Mapa traça o perfil do cultivo de transgénicos em Portugal
Organização não-governamental divulga dados oficiais obtidos após cinco acções judiciais.
Em dez anos, houve 1931 notificações de agricultores que declararam a intenção de semear o chamado milho-Bt – modificado artificialmente para produzir um insecticida contra a praga da broca.
Em 81% dos casos, a área cultivada foi inferior a 50 hectares. E em praticamente duas em cada cinco plantações (37%), o valor não chegou a dez hectares. Apenas 5% superaram os 100 hectares, numa década de milho-Bt em Portugal. A maior foi de 256 hectares, num empreendimento agrícola em Alvalade, Santiago do Cacém, em 2014.
Um mapa com os dados mais recentes, dos últimos dois anos, é publicado esta quinta-feira pela Plataforma Transgénicos Fora, que reúne várias organizações não-governamentais, como associações ambientalistas e de agricultores biológicos. Dele resulta que Santiago do Cacém é, de longe, o concelho com mais milho transgénico: cerca de 1200 hectares em 2014 e 1000 hectares em 2013. Coruche vem a seguir, com 850 e 870.
Não é apenas um mapa, mas uma base de dados com as informações individuais de cada exploração agrícola que plantou milho transgénico, incluindo o nome e a morada do agricultor.
“A opção de cultivo que cada empresário agrícola faz é uma opção económica que transcende a actividade privada. É como saber onde as empresas põem os seus resíduos”, argumenta Margarida Silva, da Plataforma Transgénicos Fora. “Não é uma perseguição aos agricultores. Acreditamos que esse cultivo implica riscos. E as pessoas têm de estar conscientes de onde está este risco. Estas informações não podem estar em segredo”, acrescenta.

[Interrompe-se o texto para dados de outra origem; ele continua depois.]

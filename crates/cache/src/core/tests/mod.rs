mod basic;

use crate::clock::ManualClock;
use crate::config::{CacheConfig, CacheConfigBuilder};
use crate::core::ObjectCache;
use std::sync::Arc;
use tempfile::TempDir;

pub(super) const START: i64 = 1_700_000_000;

pub(super) fn config(temp_dir: &TempDir) -> CacheConfig {
    CacheConfigBuilder::new()
        .with_base_dir(temp_dir.path())
        .with_installation_slug("site")
        .build()
}

pub(super) fn multisite_config(temp_dir: &TempDir, tenant: u64) -> CacheConfig {
    CacheConfigBuilder::from_config(config(temp_dir))
        .with_multisite(true)
        .with_tenant_id(tenant)
        .build()
}

pub(super) fn cache_with_clock(config: CacheConfig) -> (ObjectCache, Arc<ManualClock>) {
    let clock = Arc::new(ManualClock::new(START));
    let cache = ObjectCache::builder(config)
        .with_clock(clock.clone())
        .build();
    (cache, clock)
}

O milho-Bt é a único organismo geneticamente modificado (OGM) cujo cultivo está autorizado na Europa. Passou pelo crivo da Agência Europeia de Segurança Alimentar e está regulamentado em Portugal. Para plantá-lo é preciso obedecer uma série de medidas, como manter distâncias mínimas de outras culturas, criar zonas de refúgio com milho convencional, notificar os vizinhos e fazer cursos de formação.

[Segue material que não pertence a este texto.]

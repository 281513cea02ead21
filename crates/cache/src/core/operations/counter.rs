//! Increment and decrement
//!
//! `incr` is a plain read-modify-write: two concurrent increments of the
//! same key can lose an update. The rewrite uses the configured default
//! TTL, so every increment restarts the entry's expiration window.

use crate::core::types::ObjectCache;
use crate::errors::{CacheError, RecoveryHint, Result};
use crate::keys::FullyQualifiedKey;
use crate::storage::StoredRecord;

use super::log_failure;

impl ObjectCache {
    /// Add `offset` to the integer value of an existing key.
    ///
    /// Returns the new value, or `None` if the key does not exist or the
    /// write fails. An existing but expired entry counts from zero. The
    /// backing file decides existence, not the accelerator.
    pub fn incr(&self, key: &str, offset: i64, group: &str) -> Option<i64> {
        let fq = self.inner.namespacer.build_key(key, group);
        match self.try_incr(&fq, offset) {
            Ok(value) => Some(value),
            Err(e) => {
                log_failure("incr", fq.as_str(), &e);
                None
            }
        }
    }

    /// `incr` with a negated offset
    pub fn decr(&self, key: &str, offset: i64, group: &str) -> Option<i64> {
        self.incr(key, offset.saturating_neg(), group)
    }

    /// `incr` holding the key's advisory file lock for the whole
    /// read-modify-write, so cooperating callers never lose updates.
    pub fn incr_exclusive(&self, key: &str, offset: i64, group: &str) -> Option<i64> {
        let fq = self.inner.namespacer.build_key(key, group);
        let result = match self.store() {
            Ok(store) => match store.lock(&fq) {
                Ok(_guard) => self.try_incr(&fq, offset),
                Err(e) => Err(e),
            },
            Err(e) => Err(e),
        };

        match result {
            Ok(value) => Some(value),
            Err(e) => {
                log_failure("incr_exclusive", fq.as_str(), &e);
                None
            }
        }
    }

    /// `incr_exclusive` with a negated offset
    pub fn decr_exclusive(&self, key: &str, offset: i64, group: &str) -> Option<i64> {
        self.incr_exclusive(key, offset.saturating_neg(), group)
    }

    fn try_incr(&self, fq: &FullyQualifiedKey, offset: i64) -> Result<i64> {
        let store = self.store()?;
        let record = match store.read_record(fq) {
            Ok(Some(record)) => Some(record),
            Ok(None) => {
                return Err(CacheError::NotFound {
                    key: fq.to_string(),
                    recovery_hint: RecoveryHint::Ignore,
                });
            }
            // Present but unreadable: the entry exists and counts from zero.
            Err(e) if e.is_corruption() => {
                tracing::warn!(key = %fq, error = %e, "unreadable counter entry");
                None
            }
            Err(e) => return Err(e),
        };

        let now = self.now();
        let current = record
            .map(StoredRecord::into_entry)
            .filter(|entry| !entry.is_expired(now));
        self.record_lookup(current.is_some());

        let base = current.map(|entry| entry.coerce_integer()).unwrap_or(0);
        let value = base.saturating_add(offset);

        self.write_value(fq, &value, self.inner.config.default_ttl)?;
        Ok(value)
    }
}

Tais medidas destinam-se a evitar riscos que a Plataforma Transgénicos Fora acredita que ainda assim existem, como alergias, impactos sobre outros insectos e a polinização de outras culturas.
A organização intentou cinco acções em tribunal, nos últimos anos, até conseguir ter acesso aos dados completos sobre as áreas cultivadas com transgénicos. O Governo recorreu de sucessivas decisões judiciais alegando, entre outras razões, o perigo de actos de vandalismo, como o que ocorreu em Silves, no Algarve, em 2007, quando cerca de cem pessoas destruíram uma plantação de um hectare.
Mesmo depois de todas as decisões judiciais em favor da divulgação completa dos dados, só parte da informação continua a ser disponibilizada no site do Ministério da Agricultura e do Mar (MAM). “Por forma a prevenir eventuais actos de vandalismo e ou de coacção, como sucedeu já na região do Algarve e em vários países da Europa, o MAM não procede à divulgação generalizada na Internet de outros elementos para além dos previstos na lei, e que incluem entre outros a identificação do agricultor e a sua morada”, explica o gabinete de imprensa do ministério, numa nota enviada ao PÚBLICO.
Segundo o ministério, as decisões judiciais não obrigaram à divulgação de todos os dados na Internet, “mas sim a possibilidade de consulta dessa informação por quem o solicite”. Qualquer um pode pedir esta informação, diz a nota.
Francisco Palma, presidente da Associação de Agricultores do Baixo Alentejo, diz que a publicidade da localização dos campos de milho-Bt já está garantida pela regulamentação existente no pais. “Quem planta transgénicos tem de informar os vizinhos todos de que o vai fazer e perguntar se alguém se opõe”, afirma.
Palma refere que os agricultores estão plenamente conscientes de que há um mercado para os transgénicos e outro para os não-transgénicos, por isso sabem que têm de seguir as normas de separação das culturas e do produto final. “Há regras muito apertadas”, diz. “Quem cultiva OGM não é nenhum bandido ou criminoso”, completa.
Ao longo de dez anos de cultivo no país, o milho transgénico conquistou a preferência de apenas uma pequena parte dos agricultores portugueses. A área cultivada numa década cobre pouco mais de um terço do plantio total de milho num único ano. Em 2014, o milho-Bt representou cerca de 6% da cultura de milho em Portugal.